Site-specific MEI-1 phosphorylation (S92) is necessary and sufficient to target MEI-1 for degradation. (A) Western blot analysis of embryonic extracts from N2 (WT control, ctrl), FLAG::MEI-1 WT (light blue), FLAG::MEI-1 S92A (orange), and FLAG::MEI-1 S92D (green), animals exposed to mock (ctrl) or mei-1(RNAi) using MEI-1 (upper panel) and tubulin (lower panel, loading control) antibodies. (B) Quantification of the ratio of MEI-1 versus tubulin signal intensity over three independent experiments revealed that MEI-1 levels accumulate by threefold in FLAG::MEI-1 S92A embryos compared with the FLAG::MEI-1 WT control or FLAG::MEI-1 S92D upon endogenous inactivation of mei-1 by RNAi.

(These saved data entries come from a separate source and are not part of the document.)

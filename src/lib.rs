//! Client-side secure conversation stack for an industrial control protocol.
//!
//! Layers, bottom up:
//! * [`transport`]: 8-byte chunk framing over a byte stream and the HEL/ACK handshake.
//! * [`chunking`]: splitting messages into signed and optionally encrypted chunks, and
//!   verifying and reassembling them on the way back.
//! * [`channel`]: secure channel tokens (open, renew, close) and request/response
//!   correlation with per-request timeouts.
//! * [`session`], [`subscription`] and [`reconnect`]: the session, the publish loop and the
//!   controller that repairs both after channel loss.
//! * [`sdk`]: the [`UaClient`] façade.
//!
//! Service bodies are CBOR encoded. Asymmetric security uses Ed25519 signatures with an
//! X25519 + HKDF + ChaCha20-Poly1305 seal; symmetric security uses HMAC-SHA256 and
//! AES-256-CBC keys derived from the channel nonces.

pub mod binary;
pub mod channel;
pub mod chunking;
pub mod config;
pub mod crypto;
pub mod error;
pub mod messages;
pub mod reconnect;
pub mod sdk;
pub mod session;
pub mod status;
pub mod subscription;
pub mod transport;

pub use channel::{
    ChannelConnector, ChannelEvent, SecureChannel, SecurityConfig, ServiceChannel,
    TcpChannelConnector,
};
pub use config::{ClientConfig, ConfigError};
pub use crypto::{ApplicationCredentials, Certificate, MessageSecurityMode, SecurityPolicy};
pub use error::{UaError, UaResult};
pub use messages::{ServiceRequest, ServiceResponse};
pub use reconnect::{ReconnectState, ReconnectionController};
pub use sdk::{ClientError, UaClient};
pub use session::{Session, SessionEvent, SessionState};
pub use status::StatusCode;
pub use subscription::{MonitoredItem, PublishEngine, Subscription, SubscriptionEvent};
pub use transport::TransportConnection;
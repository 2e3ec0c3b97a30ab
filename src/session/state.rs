use thiserror::Error;

use crate::error::UaError;
use crate::status::StatusCode;

#[derive(Debug, Clone, Copy, PartialEq, Eq)]
pub enum SessionState {
    Disconnected,
    Connecting,
    Active,
    /// Requests are deferred until the reconnection controller finishes.
    Reconnecting,
    Closed,
}

#[derive(Debug, Error)]
pub enum SessionStateError {
    #[error("invalid session transition {from:?} -> {to:?}")]
    InvalidTransition {
        from: SessionState,
        to: SessionState,
    },
}

impl From<SessionStateError> for UaError {
    fn from(err: SessionStateError) -> Self {
        UaError::protocol(StatusCode::BAD_INVALID_STATE, err.to_string())
    }
}

impl SessionState {
    pub fn transition(self, next: SessionState) -> Result<SessionState, SessionStateError> {
        use SessionState::*;
        let allowed = match (self, next) {
            (Closed, _) => false,
            (_, Closed) => true,
            (Disconnected, Connecting) | (Connecting, Active) | (Connecting, Disconnected) => true,
            (Active, Reconnecting) | (Reconnecting, Active) | (Reconnecting, Disconnected) => true,
            (Disconnected, Reconnecting) => true,
            _ => false,
        };
        if allowed {
            Ok(next)
        } else {
            Err(SessionStateError::InvalidTransition {
                from: self,
                to: next,
            })
        }
    }
}
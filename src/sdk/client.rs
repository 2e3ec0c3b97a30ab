use std::fmt;
use std::sync::atomic::{AtomicU32, Ordering};
use std::sync::Arc;

use thiserror::Error;
use tokio::sync::{broadcast, mpsc};
use tracing::{info, warn};

use crate::channel::{ChannelConnector, SecurityConfig, TcpChannelConnector};
use crate::config::{ClientConfig, ConfigError};
use crate::error::UaError;
use crate::messages::{
    expect_response, CreateMonitoredItemsRequest, CreateSubscriptionRequest,
    DeleteSubscriptionsRequest, MonitoredItemCreateResult, RequestHeader, ServiceRequest,
    ServiceResponse, SubscriptionParameters, UserIdentity,
};
use crate::reconnect::ReconnectionController;
use crate::session::{Session, SessionEvent, SessionState};
use crate::status::StatusCode;
use crate::subscription::{MonitoredItem, PublishEngine, Subscription, SubscriptionEvent};

/// Errors raised while bringing a client up.
///
/// Once connected, every operation reports [`UaError`] directly.
#[derive(Debug, Error)]
#[non_exhaustive]
pub enum ClientError {
    /// The configuration failed validation before any connection was attempted.
    #[error("invalid configuration: {0}")]
    Config(#[from] ConfigError),
    /// Channel, session or service failure while connecting.
    #[error(transparent)]
    Connect(#[from] UaError),
}

/// High-level client that wires a session, its publish engine and its reconnection
/// controller together.
///
/// # Guarantees
/// * Requests issued while the session is being repaired are deferred and replayed in order.
/// * Subscriptions survive channel loss: they are transferred, or recreated from the cached
///   monitored items, and missed notifications are republished without gaps.
/// * `close()` stops reconnection, the publish loop and the channel; nothing keeps running
///   afterwards.
pub struct UaClient {
    session: Arc<Session>,
    engine: Arc<PublishEngine>,
    controller: Arc<ReconnectionController>,
    next_client_handle: AtomicU32,
}

impl fmt::Debug for UaClient {
    fn fmt(&self, f: &mut fmt::Formatter<'_>) -> fmt::Result {
        f.debug_struct("UaClient")
            .field("session", &self.session)
            .field("engine", &self.engine)
            .field("controller", &self.controller)
            .finish()
    }
}

impl UaClient {
    /// Connects to `endpoint_url` over TCP with an anonymous user.
    ///
    /// # Behavior
    /// * Validates `config` first.
    /// * Runs HEL/ACK, opens the secure channel, then creates and activates the session.
    /// * Starts token renewal and the reconnection controller.
    ///
    /// # Errors
    /// Returns `ClientError::Config` for an invalid configuration and `ClientError::Connect`
    /// for any failure on the wire.
    pub async fn connect(
        endpoint_url: &str,
        config: ClientConfig,
        security: SecurityConfig,
    ) -> Result<Self, ClientError> {
        config.validate()?;
        let connector = Arc::new(TcpChannelConnector::new(
            endpoint_url,
            config.transport.clone(),
            config.channel.clone(),
            security,
        ));
        Self::connect_with(connector, config, UserIdentity::Anonymous).await
    }

    /// Connects through any [`ChannelConnector`].
    ///
    /// # Errors
    /// Same as [`connect`](Self::connect).
    pub async fn connect_with(
        connector: Arc<dyn ChannelConnector>,
        config: ClientConfig,
        user_identity: UserIdentity,
    ) -> Result<Self, ClientError> {
        config.validate()?;
        let session = Session::new(connector, &config, user_identity);
        session.connect().await?;
        let engine = PublishEngine::new(session.clone(), config.publish.clone());
        let controller =
            ReconnectionController::attach(session.clone(), engine.clone(), config.reconnect);
        Ok(Self {
            session,
            engine,
            controller,
            next_client_handle: AtomicU32::new(1),
        })
    }

    pub fn session(&self) -> &Arc<Session> {
        &self.session
    }

    pub fn publish_engine(&self) -> &Arc<PublishEngine> {
        &self.engine
    }

    pub fn reconnection(&self) -> &Arc<ReconnectionController> {
        &self.controller
    }

    pub fn subscribe_events(&self) -> broadcast::Receiver<SessionEvent> {
        self.session.subscribe_events()
    }

    /// Unique client handle for a new monitored item.
    pub fn next_client_handle(&self) -> u32 {
        self.next_client_handle.fetch_add(1, Ordering::Relaxed)
    }

    /// Performs one service call on the session.
    ///
    /// # Errors
    /// Bad service results come back as [`UaError::ServiceFault`]; a call made after
    /// `close()` fails with [`UaError::Closed`].
    pub async fn call(
        &self,
        request: impl Into<ServiceRequest>,
    ) -> Result<ServiceResponse, UaError> {
        self.session.call(request.into()).await
    }

    /// Creates a subscription and starts publishing for it.
    ///
    /// Returns the server's subscription id and the stream of events for it. The id can
    /// change after a repair; a [`SubscriptionEvent::Remapped`] reports the new one.
    pub async fn create_subscription(
        &self,
        parameters: SubscriptionParameters,
    ) -> Result<(u32, mpsc::UnboundedReceiver<SubscriptionEvent>), UaError> {
        let response = self
            .call(CreateSubscriptionRequest {
                request_header: RequestHeader::default(),
                parameters: parameters.clone(),
            })
            .await?;
        let created = expect_response!(response, CreateSubscription)?;
        let (tx, rx) = mpsc::unbounded_channel();
        let subscription = Subscription::from_response(parameters, &created, tx);
        let subscription_id = subscription.id();
        info!(
            subscription_id,
            interval_ms = created.revised_publishing_interval_ms,
            "subscription created"
        );
        self.engine.register(subscription);
        Ok((subscription_id, rx))
    }

    /// Creates monitored items and caches the accepted ones for recreation.
    ///
    /// # Errors
    /// Fails with a protocol error when the server returns a different number of results
    /// than items requested.
    pub async fn create_monitored_items(
        &self,
        subscription_id: u32,
        mut items: Vec<MonitoredItem>,
    ) -> Result<Vec<MonitoredItemCreateResult>, UaError> {
        let response = self
            .call(CreateMonitoredItemsRequest {
                request_header: RequestHeader::default(),
                subscription_id,
                items_to_create: items.iter().map(MonitoredItem::create_request).collect(),
            })
            .await?;
        let results = expect_response!(response, CreateMonitoredItems)?.results;
        if results.len() != items.len() {
            return Err(UaError::protocol(
                StatusCode::BAD_UNEXPECTED_ERROR,
                format!("{} results for {} monitored items", results.len(), items.len()),
            ));
        }
        for (item, result) in items.iter_mut().zip(results.iter()) {
            item.apply_result(result);
        }
        items.retain(|item| item.status.is_good());
        if !self.engine.add_items(subscription_id, items) {
            warn!(subscription_id, "monitored items created for unknown subscription");
        }
        Ok(results)
    }

    /// Stops publishing for a subscription and deletes it on the server.
    pub async fn delete_subscription(&self, subscription_id: u32) -> Result<(), UaError> {
        self.engine.unregister(subscription_id);
        let response = self
            .call(DeleteSubscriptionsRequest {
                request_header: RequestHeader::default(),
                subscription_ids: vec![subscription_id],
            })
            .await?;
        let results = expect_response!(response, DeleteSubscriptions)?.results;
        match results.first() {
            Some(status) if status.is_bad() => Err(UaError::ServiceFault(*status)),
            _ => Ok(()),
        }
    }

    pub fn is_closed(&self) -> bool {
        self.session.state() == SessionState::Closed
    }

    /// Gracefully closes the client.
    ///
    /// # Behavior
    /// * Aborts any repair in progress; deferred requests fail with "closed".
    /// * Stops the publish loop, closes the session and then the channel.
    pub async fn close(&self) {
        self.controller.close();
        self.engine.shutdown();
        self.session.close().await;
    }
}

Box-and-whiskers plot presenting MEI-1 levels quantified over three experiments. The whiskers represent the min and max values. (C) Representative spinning disk confocal micrographs of fixed early embryos of the indicated genotype immunostained with MEI-1 (magenta) and MT (yellow) antibodies. White arrowheads indicate the persistence of MEI-1 in mitosis at the centrosomes and the chromosomes. Additional representative images of embryos in metaphase are presented in Fig. S4.